Combining Multiple Records Into One

  • I have an order table with an order number column and a country column. Some orders have multiple countries. I need to combine these records into one. Here is the table:

    --===== If the test table already exists, drop it

    IF OBJECT_ID('TempDB..#JobCountry','U') IS NOT NULL DROP TABLE #JobCountry

    GO

    --===== Create the test table

    CREATE TABLE #JobCountry

    (OrderNum NVARCHAR(15),

    OrdCountry NVARCHAR(20))

    --===== Insert the test data into the test table

    INSERT INTO #JobCountry

    (OrderNum, OrdCountry)

    SELECT 'AF0F','Canada' UNION ALL

    SELECT 'AF0F','Brazil' UNION ALL

    SELECT 'AF0F','Mexico' UNION ALL

    SELECT 'BD37','UnitedArabEmirates' UNION ALL

    SELECT 'BD37','UnitedKingdom' UNION ALL

    --==== SELECT the records

    SELECT OrderNum, OrdCountry FROM #JobCountry

    Here is the expected result:

    OrdNum Ordcountry

    --------------- -----------------------------------

    AF0F Canada, Brazil, Brazil

    BD37 UnitedArabEmirates, UnitedKingdom

    Is this possible, and if so, what is the best way to do it? The commas aren't necessary. Let me know if you need more info.

    Thanks.

    Steve

  • You can use SQLCLR aggregate GROUP_CONCAT to do this (get it here http://groupconcat.codeplex.com):

    SELECT jc.OrderNum,

    dbo.GROUP_CONCAT(DISTINCT OrdCountry) AS OrdCountries

    FROM #JobCountry jc

    GROUP BY jc.OrderNum

    Or you can use XML:

    SELECT jc.OrderNum,

    STUFF(

    (SELECT N',' + OrdCountry

    FROM (SELECT DISTINCT OrdCountry

    FROM #JobCountry

    WHERE OrderNum = jc.OrderNum) r

    FOR XML PATH(''), TYPE

    ).value('.[1]', 'NVARCHAR(MAX)'), 1, 1, '') AS OrdCountries

    FROM #JobCountry jc

    GROUP BY jc.OrderNum

    There are no special teachers of virtue, because virtue is taught by the whole community.
    --Plato

  • That worked. Thanks much.
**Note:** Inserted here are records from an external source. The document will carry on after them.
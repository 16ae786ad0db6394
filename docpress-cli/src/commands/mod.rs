//! Subcommand implementations.

pub mod completion;
pub mod config;
pub mod export;
pub mod files;
pub mod manual;
pub mod navigate;
pub mod projects;
pub mod session;

use anyhow::Result;
use serde::Serialize;

/// Prints `value` as pretty JSON on stdout.
pub fn print_json<T: Serialize + ?Sized>(value: &T) -> Result<()> {
    println!("{}", serde_json::to_string_pretty(value)?);
    Ok(())
}
use std::{fs, path::PathBuf};

use anyhow::{Context, Result, bail};
use clap::{Args, Subcommand};
use client::App;
use shared::models::{
    ManualSection, SectionCreateRequest, SectionReorderRequest, SectionUpdateRequest,
};

use super::print_json;

/// Section body given inline or read from a Markdown file.
#[derive(Args, Debug)]
#[group(multiple = false)]
pub struct BodyArgs {
    /// Markdown body
    #[arg(long)]
    body: Option<String>,
    /// Read the Markdown body from a file
    #[arg(long)]
    body_file: Option<PathBuf>,
}

impl BodyArgs {
    fn resolve(self) -> Result<Option<String>> {
        match (self.body, self.body_file) {
            (Some(body), _) => Ok(Some(body)),
            (None, Some(path)) => fs::read_to_string(&path)
                .map(Some)
                .with_context(|| format!("failed to read {}", path.display())),
            (None, None) => Ok(None),
        }
    }
}

#[derive(Subcommand, Debug)]
pub enum ManualCommand {
    /// List the sections of a manual project
    List {
        project_id: i64,
        #[arg(long)]
        json: bool,
    },
    /// Print one section
    Show { section_id: i64 },
    /// Append a section to a manual project
    Add {
        project_id: i64,
        #[arg(long)]
        title: String,
        #[command(flatten)]
        body: BodyArgs,
        /// Uploaded image shown with the section
        #[arg(long)]
        image: Option<i64>,
    },
    /// Change a section's title, body, or image
    Edit {
        section_id: i64,
        #[arg(long)]
        title: Option<String>,
        #[command(flatten)]
        body: BodyArgs,
        #[arg(long)]
        image: Option<i64>,
    },
    /// Delete a section
    Delete { section_id: i64 },
    /// Set the order of a project's sections
    Reorder {
        project_id: i64,
        /// Section ids in their new order
        #[arg(required = true)]
        section_ids: Vec<i64>,
    },
}

pub async fn run(app: &App, command: ManualCommand) -> Result<()> {
    let api = app.api();
    match command {
        ManualCommand::List { project_id, json } => {
            let sections = api
                .list_sections(project_id)
                .await
                .with_context(|| format!("failed to list sections of project {project_id}"))?;
            if json {
                return print_json(&sections);
            }
            if sections.is_empty() {
                println!("No sections yet.");
            }
            for section in &sections {
                println!("{:>3}. [{}] {}", section.order_index, section.id, section.title);
            }
        }
        ManualCommand::Show { section_id } => {
            let section = api
                .get_section(section_id)
                .await
                .with_context(|| format!("failed to load section {section_id}"))?;
            print_section(&section);
        }
        ManualCommand::Add {
            project_id,
            title,
            body,
            image,
        } => {
            let request = SectionCreateRequest {
                title,
                body_markdown: body.resolve()?.unwrap_or_default(),
                image_file_id: image,
            };
            let section = api
                .create_section(project_id, &request)
                .await
                .with_context(|| format!("failed to add a section to project {project_id}"))?;
            println!("Added section {} ({})", section.id, section.title);
        }
        ManualCommand::Edit {
            section_id,
            title,
            body,
            image,
        } => {
            let request = SectionUpdateRequest {
                title,
                body_markdown: body.resolve()?,
                image_file_id: image,
            };
            if request.is_empty() {
                bail!("nothing to change; pass --title, --body, --body-file, or --image");
            }
            let section = api
                .update_section(section_id, &request)
                .await
                .with_context(|| format!("failed to update section {section_id}"))?;
            println!("Updated section {} ({})", section.id, section.title);
        }
        ManualCommand::Delete { section_id } => {
            let message = api
                .delete_section(section_id)
                .await
                .with_context(|| format!("failed to delete section {section_id}"))?;
            println!("{message}");
        }
        ManualCommand::Reorder {
            project_id,
            section_ids,
        } => {
            let message = api
                .reorder_sections(project_id, &SectionReorderRequest::from_ids(&section_ids))
                .await
                .with_context(|| format!("failed to reorder sections of project {project_id}"))?;
            println!("{message}");
        }
    }
    Ok(())
}

fn print_section(section: &ManualSection) {
    println!("# {}", section.title);
    if let Some(image) = section.image_file_id {
        println!("(image: file {image})");
    }
    println!();
    println!("{}", section.body_markdown);
}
You have saved me a bunch of time.

  • You're welcome πŸ™‚

    There are no special teachers of virtue, because virtue is taught by the whole community.
    --Plato

  • opc.three (6/27/2011)


    You can use SQLCLR aggregate GROUP_CONCAT to do this (get it here http://groupconcat.codeplex.com):

    SELECT jc.OrderNum,

    dbo.GROUP_CONCAT(DISTINCT OrdCountry) AS OrdCountries

    FROM #JobCountry jc

    GROUP BY jc.OrderNum

    Or you can use XML:

    SELECT jc.OrderNum,

    STUFF(

    (SELECT N',' + OrdCountry

    FROM (SELECT DISTINCT OrdCountry

    FROM #JobCountry

    WHERE OrderNum = jc.OrderNum) r

    FOR XML PATH(''), TYPE

    ).value('.[1]', 'NVARCHAR(MAX)'), 1, 1, '') AS OrdCountries

    FROM #JobCountry jc

    GROUP BY jc.OrderNum

    From the link you cited...

    Overall performance is comparable between the UDAs and XML methods.

    My question, then, would be... why would you use externally managed code if there's no advantage?

    --Jeff Moden


    RBAR is pronounced "ree-bar" and is a "Modenism" for Row-By-Agonizing-Row.
    First step towards the paradigm shift of writing Set Based code:
    ________Stop thinking about what you want to do to a ROW... think, instead, of what you want to do to a COLUMN.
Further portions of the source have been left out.